* ASSIGNMENT *
Which lines of the listing below contain the word "every"? Return them.
─── EXERCISE INPUTS
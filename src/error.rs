//! Error types for the checksum sync CLI.
//!
//! Module errors stay close to the code that raises them; `AppError` is the
//! single type the binary reports, and every variant maps to a non-zero exit
//! status.

use crate::config::ConfigError;
use crate::output::partial_failure_message;
use crate::sync::SyncError;
use crate::verify::VerifyError;
use thiserror::Error;

/// Errors that end a CLI invocation unsuccessfully.
#[derive(Debug, Error)]
pub enum AppError {
    /// Configuration could not be loaded or is invalid.
    #[error(transparent)]
    Config(#[from] ConfigError),

    /// The run stopped before any SDK was updated.
    #[error(transparent)]
    Sync(#[from] SyncError),

    /// A sync run was started without a release tag.
    ///
    /// The command line rejects a missing tag as a usage error before this
    /// point, so this is only raised for `SyncArgs` built in code, whose
    /// `tag` is optional to let subcommands share the flattened arguments.
    #[error("a version tag such as v0.1.0 is required")]
    MissingTag,

    /// Some SDKs failed while others were updated.
    #[error("{}", partial_failure_message(.failed))]
    PartialFailure {
        /// Names of the failed SDKs, in processing order.
        failed: Vec<String>,
    },

    /// One or more artefacts failed verification.
    #[error("{} of {total} artefacts failed verification", .failures.len())]
    Verify {
        /// Each failed verification, in argument order.
        failures: Vec<VerifyError>,
        /// Number of artefacts checked.
        total: usize,
    },
}

impl AppError {
    /// Process exit status for this error.
    ///
    /// Usage errors are reported by clap with status 2; every failure raised
    /// after argument parsing exits with 1.
    #[must_use]
    pub fn exit_code(&self) -> i32 {
        1
    }
}

/// Convenience type alias for CLI results.
pub type Result<T> = std::result::Result<T, AppError>;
──────
* WRITTEN REPLY *
//! single type the binary reports, and every variant maps to a non-zero exit
    /// Usage errors are reported by clap with status 2; every failure raised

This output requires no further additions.